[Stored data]
// ============================================================
// Layer 3 — Character Vocabulary
// ============================================================
// Maps characters to integer token ids and back.
//
// The vocabulary is built once from the pretraining corpus and
// then shared, unchanged, by the finetuning dataset and the
// evaluator. Two special characters always occupy the first ids:
//
//   id 0 → PAD  '□' (U+25A1)  — filler, never supervised
//   id 1 → MASK '⁇' (U+2047)  — span delimiter / answer marker
//   id 2.. → every distinct corpus character, sorted
//
// Because PAD is id 0, "target != 0" is exactly the loss mask.

use std::collections::HashMap;

use crate::error::{GptError, Result};

/// Padding character, always token id 0.
pub const PAD_CHAR: char = '\u{25A1}';

/// Mask / delimiter character, always token id 1.
pub const MASK_CHAR: char = '\u{2047}';

pub const PAD_ID: u32 = 0;
pub const MASK_ID: u32 = 1;

/// A fixed character-level vocabulary.
#[derive(Debug, Clone)]
pub struct CharVocab {
    itos: Vec<char>,
    stoi: HashMap<char, u32>,
}

impl CharVocab {
    /// Build the vocabulary from every character appearing in `corpus`.
    ///
    /// Fails if the corpus already contains one of the two reserved
    /// characters, since their ids would then be ambiguous.
    pub fn from_corpus(corpus: &str) -> Result<Self> {
        let mut chars: Vec<char> = corpus.chars().collect();
        chars.sort_unstable();
        chars.dedup();

        if chars.contains(&PAD_CHAR) || chars.contains(&MASK_CHAR) {
            return Err(GptError::Corpus(
                "corpus contains a reserved PAD or MASK character".to_string(),
            ));
        }

        let mut itos = Vec::with_capacity(chars.len() + 2);
        itos.push(PAD_CHAR);
        itos.push(MASK_CHAR);
        itos.extend(chars);

        Ok(Self::from_itos(itos))
    }

    fn from_itos(itos: Vec<char>) -> Self {
        let stoi = itos
            .iter()
            .enumerate()
            .map(|(i, &c)| (c, i as u32))
            .collect();
        Self { itos, stoi }
    }

    pub fn len(&self) -> usize {
        self.itos.len()
    }

    pub fn is_empty(&self) -> bool {
        self.itos.is_empty()
    }

    pub fn id(&self, c: char) -> Option<u32> {
        self.stoi.get(&c).copied()
    }

    pub fn char_of(&self, id: u32) -> Option<char> {
        self.itos.get(id as usize).copied()
    }

    /// Encode a string, failing on the first character outside the vocabulary.
    pub fn encode(&self, text: &str) -> Result<Vec<u32>> {
        text.chars()
            .map(|c| {
                self.id(c).ok_or_else(|| {
                    GptError::Corpus(format!("character {c:?} is not in the vocabulary"))
                })
            })
            .collect()
    }

    /// Decode ids back to text. Unknown ids are skipped.
    pub fn decode(&self, ids: &[u32]) -> String {
        ids.iter().filter_map(|&id| self.char_of(id)).collect()
    }
}

#[cfg(test)]
mod tests {
    use super::*;

    #[test]
    fn test_special_ids_come_first() {
        let vocab = CharVocab::from_corpus("banana").unwrap();
        assert_eq!(vocab.id(PAD_CHAR), Some(PAD_ID));
        assert_eq!(vocab.id(MASK_CHAR), Some(MASK_ID));
        // 'a', 'b', 'n' follow in sorted order
        assert_eq!(vocab.len(), 5);
        assert_eq!(vocab.id('a'), Some(2));
        assert_eq!(vocab.id('n'), Some(4));
    }

    #[test]
    fn test_encode_decode() {
        let vocab = CharVocab::from_corpus("hello world").unwrap();
        let ids = vocab.encode("low").unwrap();
        assert_eq!(vocab.decode(&ids), "low");
    }

    #[test]
    fn test_unknown_character_is_an_error() {
        let vocab = CharVocab::from_corpus("abc").unwrap();
        assert!(matches!(vocab.encode("abz"), Err(GptError::Corpus(_))));
    }

    #[test]
    fn test_reserved_character_rejected() {
        let corpus = format!("abc{MASK_CHAR}");
        assert!(CharVocab::from_corpus(&corpus).is_err());
    }
}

▶ **REQUIRED ACTION**
The answer should consist solely of the lines from the first line above through the one with "if chars.contains(&PAD_CHAR) ||", both included, repeated exactly.

▶ **SOLVED EXERCISE**
// ============================================================
// Layer 3 — Character Vocabulary
// ============================================================
// Maps characters to integer token ids and back.
//
// The vocabulary is built once from the pretraining corpus and
// then shared, unchanged, by the finetuning dataset and the
// evaluator. Two special characters always occupy the first ids:
//
//   id 0 → PAD  '□' (U+25A1)  — filler, never supervised
//   id 1 → MASK '⁇' (U+2047)  — span delimiter / answer marker
//   id 2.. → every distinct corpus character, sorted
//
// Because PAD is id 0, "target != 0" is exactly the loss mask.

use std::collections::HashMap;

use crate::error::{GptError, Result};

/// Padding character, always token id 0.
pub const PAD_CHAR: char = '\u{25A1}';

/// Mask / delimiter character, always token id 1.
pub const MASK_CHAR: char = '\u{2047}';

pub const PAD_ID: u32 = 0;
pub const MASK_ID: u32 = 1;

/// A fixed character-level vocabulary.
#[derive(Debug, Clone)]
pub struct CharVocab {
    itos: Vec<char>,
    stoi: HashMap<char, u32>,
}

impl CharVocab {
    /// Build the vocabulary from every character appearing in `corpus`.
    ///
    /// Fails if the corpus already contains one of the two reserved
    /// characters, since their ids would then be ambiguous.
    pub fn from_corpus(corpus: &str) -> Result<Self> {
        let mut chars: Vec<char> = corpus.chars().collect();
        chars.sort_unstable();
        chars.dedup();

        if chars.contains(&PAD_CHAR) || chars.contains(&MASK_CHAR) {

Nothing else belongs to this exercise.